Take from the records below each line that holds "alloc".

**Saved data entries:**

+ + + + + + +

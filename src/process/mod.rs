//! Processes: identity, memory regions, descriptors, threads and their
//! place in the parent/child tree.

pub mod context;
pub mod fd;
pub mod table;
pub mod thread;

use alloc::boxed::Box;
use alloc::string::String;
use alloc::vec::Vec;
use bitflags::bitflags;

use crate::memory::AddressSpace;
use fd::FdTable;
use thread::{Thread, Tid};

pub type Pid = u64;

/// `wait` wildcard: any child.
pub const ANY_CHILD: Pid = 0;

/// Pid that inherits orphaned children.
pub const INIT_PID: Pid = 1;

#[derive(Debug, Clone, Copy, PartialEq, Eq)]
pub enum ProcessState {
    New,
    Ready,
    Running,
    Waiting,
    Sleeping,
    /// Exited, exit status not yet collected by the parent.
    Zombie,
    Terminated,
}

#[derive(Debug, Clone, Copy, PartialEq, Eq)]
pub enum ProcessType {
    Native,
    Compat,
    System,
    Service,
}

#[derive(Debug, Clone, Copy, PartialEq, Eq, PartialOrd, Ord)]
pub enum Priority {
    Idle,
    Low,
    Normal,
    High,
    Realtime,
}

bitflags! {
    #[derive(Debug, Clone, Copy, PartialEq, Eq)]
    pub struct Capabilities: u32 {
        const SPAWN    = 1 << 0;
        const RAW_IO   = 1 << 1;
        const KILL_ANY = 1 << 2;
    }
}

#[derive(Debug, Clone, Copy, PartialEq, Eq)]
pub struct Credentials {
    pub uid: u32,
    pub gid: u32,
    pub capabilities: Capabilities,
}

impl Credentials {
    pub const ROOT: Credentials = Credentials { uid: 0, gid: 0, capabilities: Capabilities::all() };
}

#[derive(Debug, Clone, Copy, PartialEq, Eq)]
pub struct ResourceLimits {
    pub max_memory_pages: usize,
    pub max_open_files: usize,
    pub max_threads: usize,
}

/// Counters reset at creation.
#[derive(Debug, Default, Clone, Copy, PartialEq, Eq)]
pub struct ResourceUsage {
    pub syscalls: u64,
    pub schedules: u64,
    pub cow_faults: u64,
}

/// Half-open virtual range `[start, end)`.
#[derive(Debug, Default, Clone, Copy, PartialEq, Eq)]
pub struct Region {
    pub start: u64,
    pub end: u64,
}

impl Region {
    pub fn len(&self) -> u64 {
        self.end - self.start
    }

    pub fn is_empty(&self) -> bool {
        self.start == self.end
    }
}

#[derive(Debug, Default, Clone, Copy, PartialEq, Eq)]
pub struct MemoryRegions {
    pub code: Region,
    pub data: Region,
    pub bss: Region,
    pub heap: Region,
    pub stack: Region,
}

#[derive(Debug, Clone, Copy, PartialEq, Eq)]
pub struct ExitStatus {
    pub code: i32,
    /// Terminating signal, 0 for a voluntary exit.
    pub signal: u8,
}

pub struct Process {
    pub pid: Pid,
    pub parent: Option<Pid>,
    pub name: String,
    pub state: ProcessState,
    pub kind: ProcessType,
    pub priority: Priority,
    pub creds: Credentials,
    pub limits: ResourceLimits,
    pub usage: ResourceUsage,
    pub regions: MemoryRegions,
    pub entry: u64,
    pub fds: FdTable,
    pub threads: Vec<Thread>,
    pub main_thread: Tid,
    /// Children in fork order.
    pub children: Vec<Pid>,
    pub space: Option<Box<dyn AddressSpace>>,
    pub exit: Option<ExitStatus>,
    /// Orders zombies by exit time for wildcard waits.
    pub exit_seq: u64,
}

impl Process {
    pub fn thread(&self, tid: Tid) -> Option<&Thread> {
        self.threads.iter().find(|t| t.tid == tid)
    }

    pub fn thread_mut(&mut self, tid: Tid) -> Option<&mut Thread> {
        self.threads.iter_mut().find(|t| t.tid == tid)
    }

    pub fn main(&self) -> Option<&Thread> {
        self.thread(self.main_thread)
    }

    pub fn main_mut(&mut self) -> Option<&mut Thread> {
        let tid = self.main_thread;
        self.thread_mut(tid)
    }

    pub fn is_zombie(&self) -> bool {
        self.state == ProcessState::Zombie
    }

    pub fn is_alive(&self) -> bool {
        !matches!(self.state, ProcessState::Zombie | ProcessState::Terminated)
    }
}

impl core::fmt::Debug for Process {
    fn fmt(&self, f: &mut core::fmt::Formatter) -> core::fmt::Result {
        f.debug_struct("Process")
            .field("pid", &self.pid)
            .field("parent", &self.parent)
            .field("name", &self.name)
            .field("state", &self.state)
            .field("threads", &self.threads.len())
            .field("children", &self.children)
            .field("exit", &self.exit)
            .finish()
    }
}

+ + + + + + +

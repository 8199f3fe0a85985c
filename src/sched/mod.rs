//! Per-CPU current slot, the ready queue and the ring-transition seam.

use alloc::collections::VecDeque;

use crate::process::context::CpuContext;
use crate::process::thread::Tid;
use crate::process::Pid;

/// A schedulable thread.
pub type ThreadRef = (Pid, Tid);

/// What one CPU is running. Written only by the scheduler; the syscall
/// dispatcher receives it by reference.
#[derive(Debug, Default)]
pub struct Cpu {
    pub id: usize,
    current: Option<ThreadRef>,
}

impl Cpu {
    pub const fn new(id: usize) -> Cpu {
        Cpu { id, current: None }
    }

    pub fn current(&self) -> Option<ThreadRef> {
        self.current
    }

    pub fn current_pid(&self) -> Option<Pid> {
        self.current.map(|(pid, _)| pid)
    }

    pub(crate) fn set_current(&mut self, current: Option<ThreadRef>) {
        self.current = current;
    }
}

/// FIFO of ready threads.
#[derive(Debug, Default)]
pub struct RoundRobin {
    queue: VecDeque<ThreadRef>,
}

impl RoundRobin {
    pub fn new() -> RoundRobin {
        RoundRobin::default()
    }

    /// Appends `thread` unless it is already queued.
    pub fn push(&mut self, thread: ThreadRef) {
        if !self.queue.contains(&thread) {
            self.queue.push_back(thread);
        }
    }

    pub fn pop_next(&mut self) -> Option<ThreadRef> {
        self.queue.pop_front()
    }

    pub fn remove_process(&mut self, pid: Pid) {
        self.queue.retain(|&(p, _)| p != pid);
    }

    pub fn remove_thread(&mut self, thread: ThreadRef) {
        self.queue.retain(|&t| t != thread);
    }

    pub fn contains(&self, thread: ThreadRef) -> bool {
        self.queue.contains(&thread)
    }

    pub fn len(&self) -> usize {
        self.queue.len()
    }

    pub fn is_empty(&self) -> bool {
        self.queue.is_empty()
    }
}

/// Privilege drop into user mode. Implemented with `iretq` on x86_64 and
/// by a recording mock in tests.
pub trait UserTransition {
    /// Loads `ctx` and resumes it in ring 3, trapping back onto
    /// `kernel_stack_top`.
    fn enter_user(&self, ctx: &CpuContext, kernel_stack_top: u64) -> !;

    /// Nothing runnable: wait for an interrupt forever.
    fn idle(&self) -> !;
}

+ + + + + + +

**WRITTEN RESPONSE:**
use alloc::boxed::Box;
use alloc::string::String;
use alloc::vec::Vec;
use alloc::collections::VecDeque;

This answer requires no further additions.